# Issues I Am Busy Fixing.



## Gizmo (9/1/14)

Please bear with my I know what the issues are and I am busy fixing them.


Can't change avatar images
Signature not updating
Errors sometimes replying to posts
MYSQL Error on front page at times
Please bear with me. I promise to have this done ASAP.

Reactions: Like 5 | Winner 1


----------



## Gizmo (9/1/14)

Also if you have any to add, please do so here.

Reactions: Winner 1


----------



## RevnLucky7 (9/1/14)

Noticed you mentioned Avatar images. I can't seem to find signatures.


----------



## Silver (10/1/14)

Hi Gizmo

Another glitch I noticed is that when you add two consecutie capital letters into the title of a new thread, it automatically uncapitalises the second letter. 

For example, i created a thread this morning. In the title it had SA. It automatically became Sa.


----------



## Gizmo (10/1/14)

Ok silver 1 thanks for the info. 

Revn. Not quite sure what you mean


----------



## Andre (10/1/14)

Giz, place where you start for your signature banner under your name at the top does not show. Have an idea this is only the case for moderators/administrators. I had to change my signature banner using the admin site.


----------



## Andre (10/1/14)

Silver1 said:


> Hi Gizmo
> 
> Another glitch I noticed is that when you add two consecutie capital letters into the title of a new thread, it automatically uncapitalises the second letter.
> 
> For example, i created a thread this morning. In the title it had SA. It automatically became Sa.


I added a space between the S and the A as an interim solution, Silver. Great thread btw.

Reactions: Like 1


----------



## RevnLucky7 (10/1/14)

Gizmo said:


> Ok silver 1 thanks for the info.
> 
> Revn. Not quite sure what you mean





Matthee said:


> Giz, place where you start for your signature banner under your name at the top does not show. Have an idea this is only the case for moderators/administrators. I had to change my signature banner using the admin site.

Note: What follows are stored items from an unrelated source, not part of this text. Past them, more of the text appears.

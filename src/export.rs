use crate::error::{StoreError, StoreResult};
use crate::store::Store;
use serde::Serialize;
use serde_json::Value;
use std::str::FromStr;

#[derive(Debug, Clone, Copy, PartialEq, Eq)]
pub enum ExportCollection {
    Students,
    Courses,
    Grades,
}

impl ExportCollection {
    pub fn as_str(self) -> &'static str {
        match self {
            ExportCollection::Students => "students",
            ExportCollection::Courses => "courses",
            ExportCollection::Grades => "grades",
        }
    }
}

impl FromStr for ExportCollection {
    type Err = StoreError;

    fn from_str(s: &str) -> Result<Self, Self::Err> {
        match s.trim().to_ascii_lowercase().as_str() {
            "students" => Ok(ExportCollection::Students),
            "courses" => Ok(ExportCollection::Courses),
            "grades" => Ok(ExportCollection::Grades),
            other => Err(StoreError::validation(format!(
                "collection must be one of: students, courses, grades (got {other:?})"
            ))),
        }
    }
}

#[derive(Debug, Clone, PartialEq)]
pub struct CsvExport {
    pub rows: usize,
    pub csv: String,
}

pub fn export_csv(store: &Store, collection: ExportCollection) -> StoreResult<CsvExport> {
    match collection {
        ExportCollection::Students => to_csv(&store.students),
        ExportCollection::Courses => to_csv(&store.courses),
        ExportCollection::Grades => to_csv(&store.grades),
    }
}

fn csv_quote(s: &str) -> String {
    if s.contains(',') || s.contains('"') || s.contains('\n') || s.contains('\r') {
        format!("\"{}\"", s.replace('"', "\"\""))
    } else {
        s.to_string()
    }
}

fn render_field(v: &Value) -> String {
    match v {
        Value::Null => String::new(),
        Value::String(s) => csv_quote(s),
        Value::Array(items) => {
            let joined = items
                .iter()
                .map(|item| match item {
                    Value::String(s) => s.clone(),
                    other => other.to_string(),
                })
                .collect::<Vec<_>>()
                .join(";");
            csv_quote(&joined)
        }
        Value::Object(_) => csv_quote(&v.to_string()),
        // Whole-number floats print as `84`, not `84.0`.
        Value::Number(n) => match n.as_f64() {
            Some(f) if n.is_f64() => f.to_string(),
            _ => n.to_string(),
        },
        Value::Bool(b) => b.to_string(),
    }
}

/// Header comes from the first record's fields, in declaration order.
/// An empty collection exports as an empty string.
pub fn to_csv<T: Serialize>(records: &[T]) -> StoreResult<CsvExport> {
    let rows = records
        .iter()
        .map(serde_json::to_value)
        .collect::<Result<Vec<_>, _>>()
        .map_err(|e| StoreError::validation(format!("serialize record: {e}")))?;

    let Some(first) = rows.first() else {
        return Ok(CsvExport {
            rows: 0,
            csv: String::new(),
        });
    };
    let Value::Object(first) = first else {
        return Err(StoreError::validation("export records must be objects"));
    };
    let headers: Vec<String> = first.keys().cloned().collect();

    let mut lines = Vec::with_capacity(rows.len() + 1);
    lines.push(
        headers
            .iter()
            .map(|h| csv_quote(h))
            .collect::<Vec<_>>()
            .join(","),
    );
    for row in &rows {
        let line = headers
            .iter()
            .map(|h| row.get(h).map(render_field).unwrap_or_default())
            .collect::<Vec<_>>()
            .join(",");
        lines.push(line);
    }

    Ok(CsvExport {
        rows: rows.len(),
        csv: lines.join("\n"),
    })
}

#[cfg(test)]
mod tests {
    use super::*;
    use crate::model::{Grade, Student};
    use crate::store::fixtures::*;

    #[test]
    fn empty_collection_exports_empty_string() {
        let store = Store::empty(fall_2024());
        for c in [
            ExportCollection::Students,
            ExportCollection::Courses,
            ExportCollection::Grades,
        ] {
            let out = export_csv(&store, c).expect("export");
            assert_eq!(out.csv, "");
            assert_eq!(out.rows, 0);
        }
    }

    #[test]
    fn header_follows_field_declaration_order() {
        let store = ten_students();
        let out = export_csv(&store, ExportCollection::Students).expect("export");
        let header = out.csv.lines().next().expect("header");
        assert_eq!(
            header,
            "id,name,email,year,major,gpa,status,courses,avatar"
        );
        let keys: Vec<String> = match serde_json::to_value(&store.students[0]).expect("json") {
            Value::Object(m) => m.keys().cloned().collect(),
            _ => Vec::new(),
        };
        assert_eq!(header.split(',').collect::<Vec<_>>(), keys);
        assert_eq!(out.rows, 10);
        assert_eq!(out.csv.lines().count(), 11);
    }

    #[test]
    fn rows_render_lists_and_missing_values() {
        let mut s: Student = student("STU1", "Ann Lee", "Physics", 2, 3.5);
        s.courses = vec!["CSC100".to_string(), "CSC101".to_string()];
        let out = to_csv(&[s]).expect("csv");
        let row = out.csv.lines().nth(1).expect("row");
        assert_eq!(
            row,
            "STU1,Ann Lee,ann.lee@university.edu,2,Physics,3.5,Active,CSC100;CSC101,"
        );
    }

    #[test]
    fn quotes_only_when_needed() {
        let mut c = course("CSC200", "Compilers, Advanced", "Computer Science", "Fall", 20);
        c.description = "The \"dragon\" book".to_string();
        let out = to_csv(&[c]).expect("csv");
        let row = out.csv.lines().nth(1).expect("row");
        assert!(row.starts_with("CSC200,\"Compilers, Advanced\",CSC200,\"The \"\"dragon\"\" book\","));
    }

    #[test]
    fn grade_export_uses_letter_symbols() {
        let g = Grade {
            id: "STU1-CSC100".to_string(),
            student_id: "STU1".to_string(),
            course_id: "CSC100".to_string(),
            grade: crate::model::LetterGrade::BPlus,
            score: 88.0,
            semester: "Fall 2024".to_string(),
            year: 2024,
        };
        let out = to_csv(&[g]).expect("csv");
        assert_eq!(
            out.csv,
            "id,studentId,courseId,grade,score,semester,year\nSTU1-CSC100,STU1,CSC100,B+,88,Fall 2024,2024"
        );
    }

    #[test]
    fn numbers_render_without_trailing_zero() {
        assert_eq!(render_field(&serde_json::json!(84.0)), "84");
        assert_eq!(render_field(&serde_json::json!(3.75)), "3.75");
        assert_eq!(render_field(&serde_json::json!(2024)), "2024");
        assert_eq!(render_field(&serde_json::json!(true)), "true");
    }

    #[test]
    fn unknown_collection_is_rejected() {
        assert!("faculty".parse::<ExportCollection>().is_err());
        assert_eq!(
            "Grades".parse::<ExportCollection>().ok(),
            Some(ExportCollection::Grades)
        );
    }
}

I mean what @Matthee just said. 
Couldn't find the option to change my sig.


----------



## Silver (10/1/14)

Thanks @Gizmo and @Matthee.


----------



## Gizmo (13/1/14)

Can't change avatars FIXED

Reactions: Like 2


----------



## RevnLucky7 (13/1/14)

Gizmo said:


> Can't change avatars FIXED



Mods signatures still down?


----------



## Gizmo (13/1/14)

Still working on it.


----------



## Gizmo (29/1/14)

Looks like signature issue is the only one left correct?


----------



## Andre (29/1/14)

Thanks for all your trouble and time, @Gizmo. Much appreciated.


----------